▸ **Your task**
Look at the entries below and restate word for word the lines from the first through the one that has "pub struct StatsSummary".

▸ **Saved entries**
────────────────────

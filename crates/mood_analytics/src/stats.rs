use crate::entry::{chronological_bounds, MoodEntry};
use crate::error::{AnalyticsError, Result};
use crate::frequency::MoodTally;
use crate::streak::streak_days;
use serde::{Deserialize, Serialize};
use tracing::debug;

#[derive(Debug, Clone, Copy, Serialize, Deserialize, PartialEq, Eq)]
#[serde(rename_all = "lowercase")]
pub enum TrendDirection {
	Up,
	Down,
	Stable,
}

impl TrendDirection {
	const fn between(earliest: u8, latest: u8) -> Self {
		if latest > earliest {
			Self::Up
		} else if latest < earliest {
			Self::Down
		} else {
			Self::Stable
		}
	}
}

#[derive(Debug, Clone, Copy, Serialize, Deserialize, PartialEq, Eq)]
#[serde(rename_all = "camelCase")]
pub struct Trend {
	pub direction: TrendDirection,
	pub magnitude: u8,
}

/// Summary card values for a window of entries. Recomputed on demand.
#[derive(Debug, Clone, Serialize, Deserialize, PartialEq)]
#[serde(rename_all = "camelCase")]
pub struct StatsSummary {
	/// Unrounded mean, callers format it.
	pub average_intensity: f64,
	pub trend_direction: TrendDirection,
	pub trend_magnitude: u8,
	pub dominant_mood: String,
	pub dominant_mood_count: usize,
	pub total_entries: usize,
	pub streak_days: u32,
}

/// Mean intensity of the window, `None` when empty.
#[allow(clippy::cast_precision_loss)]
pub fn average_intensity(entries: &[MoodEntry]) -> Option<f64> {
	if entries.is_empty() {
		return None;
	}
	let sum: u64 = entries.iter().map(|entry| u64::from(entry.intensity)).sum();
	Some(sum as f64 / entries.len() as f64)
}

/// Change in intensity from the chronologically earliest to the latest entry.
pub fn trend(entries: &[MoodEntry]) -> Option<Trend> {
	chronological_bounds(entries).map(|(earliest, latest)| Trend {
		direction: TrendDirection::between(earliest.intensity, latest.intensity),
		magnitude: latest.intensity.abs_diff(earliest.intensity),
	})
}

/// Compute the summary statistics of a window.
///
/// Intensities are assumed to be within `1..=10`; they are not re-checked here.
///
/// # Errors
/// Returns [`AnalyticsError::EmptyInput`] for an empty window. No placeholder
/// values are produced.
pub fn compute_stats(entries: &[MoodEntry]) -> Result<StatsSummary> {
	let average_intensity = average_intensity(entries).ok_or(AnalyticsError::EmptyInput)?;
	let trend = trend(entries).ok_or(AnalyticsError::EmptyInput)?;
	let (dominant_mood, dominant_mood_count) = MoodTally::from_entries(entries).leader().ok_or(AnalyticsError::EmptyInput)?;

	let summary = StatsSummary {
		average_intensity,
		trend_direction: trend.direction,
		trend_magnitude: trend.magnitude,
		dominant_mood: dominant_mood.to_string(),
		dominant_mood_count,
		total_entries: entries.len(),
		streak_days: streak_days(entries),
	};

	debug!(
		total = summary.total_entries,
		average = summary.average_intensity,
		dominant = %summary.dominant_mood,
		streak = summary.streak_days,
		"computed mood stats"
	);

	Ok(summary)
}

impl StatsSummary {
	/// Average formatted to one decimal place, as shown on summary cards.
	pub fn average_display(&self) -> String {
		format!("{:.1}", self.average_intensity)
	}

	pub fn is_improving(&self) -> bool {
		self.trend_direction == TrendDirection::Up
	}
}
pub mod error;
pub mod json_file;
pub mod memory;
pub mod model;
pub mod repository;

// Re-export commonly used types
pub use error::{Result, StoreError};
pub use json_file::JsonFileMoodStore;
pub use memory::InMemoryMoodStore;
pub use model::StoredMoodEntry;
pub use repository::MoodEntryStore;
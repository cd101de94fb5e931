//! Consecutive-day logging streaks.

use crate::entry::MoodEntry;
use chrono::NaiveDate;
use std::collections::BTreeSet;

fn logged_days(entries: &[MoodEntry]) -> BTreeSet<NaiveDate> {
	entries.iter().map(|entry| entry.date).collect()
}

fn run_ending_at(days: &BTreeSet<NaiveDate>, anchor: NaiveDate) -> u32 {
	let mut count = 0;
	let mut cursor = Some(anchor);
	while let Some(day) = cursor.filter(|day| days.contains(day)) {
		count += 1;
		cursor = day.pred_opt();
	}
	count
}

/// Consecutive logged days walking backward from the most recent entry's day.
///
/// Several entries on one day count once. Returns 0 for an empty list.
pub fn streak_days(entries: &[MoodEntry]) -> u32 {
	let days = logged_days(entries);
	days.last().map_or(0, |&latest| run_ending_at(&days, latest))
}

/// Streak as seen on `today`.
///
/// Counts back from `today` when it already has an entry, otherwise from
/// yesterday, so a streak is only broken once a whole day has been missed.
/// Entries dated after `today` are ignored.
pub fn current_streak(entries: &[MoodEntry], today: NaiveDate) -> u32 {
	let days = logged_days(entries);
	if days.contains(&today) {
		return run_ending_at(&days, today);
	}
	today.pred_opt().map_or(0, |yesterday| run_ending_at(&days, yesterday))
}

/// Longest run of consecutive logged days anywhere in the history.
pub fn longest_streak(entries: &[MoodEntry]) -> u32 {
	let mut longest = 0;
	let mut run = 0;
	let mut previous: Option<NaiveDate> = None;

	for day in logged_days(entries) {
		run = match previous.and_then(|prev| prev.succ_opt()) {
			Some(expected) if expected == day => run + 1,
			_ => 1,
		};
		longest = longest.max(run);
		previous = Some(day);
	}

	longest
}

────────────────────

▸ **Solution to this problem**
filename crates/mood_analytics/src/stats.rs
use crate::entry::{chronological_bounds, MoodEntry};
use crate::error::{AnalyticsError, Result};
use crate::frequency::MoodTally;
use crate::streak::streak_days;
use serde::{Deserialize, Serialize};
use tracing::debug;

#[derive(Debug, Clone, Copy, Serialize, Deserialize, PartialEq, Eq)]
#[serde(rename_all = "lowercase")]
pub enum TrendDirection {
	Up,
	Down,
	Stable,
}

impl TrendDirection {
	const fn between(earliest: u8, latest: u8) -> Self {
		if latest > earliest {
			Self::Up
		} else if latest < earliest {
			Self::Down
		} else {
			Self::Stable
		}
	}
}

#[derive(Debug, Clone, Copy, Serialize, Deserialize, PartialEq, Eq)]
#[serde(rename_all = "camelCase")]
pub struct Trend {
	pub direction: TrendDirection,
	pub magnitude: u8,
}

/// Summary card values for a window of entries. Recomputed on demand.
#[derive(Debug, Clone, Serialize, Deserialize, PartialEq)]
#[serde(rename_all = "camelCase")]
pub struct StatsSummary {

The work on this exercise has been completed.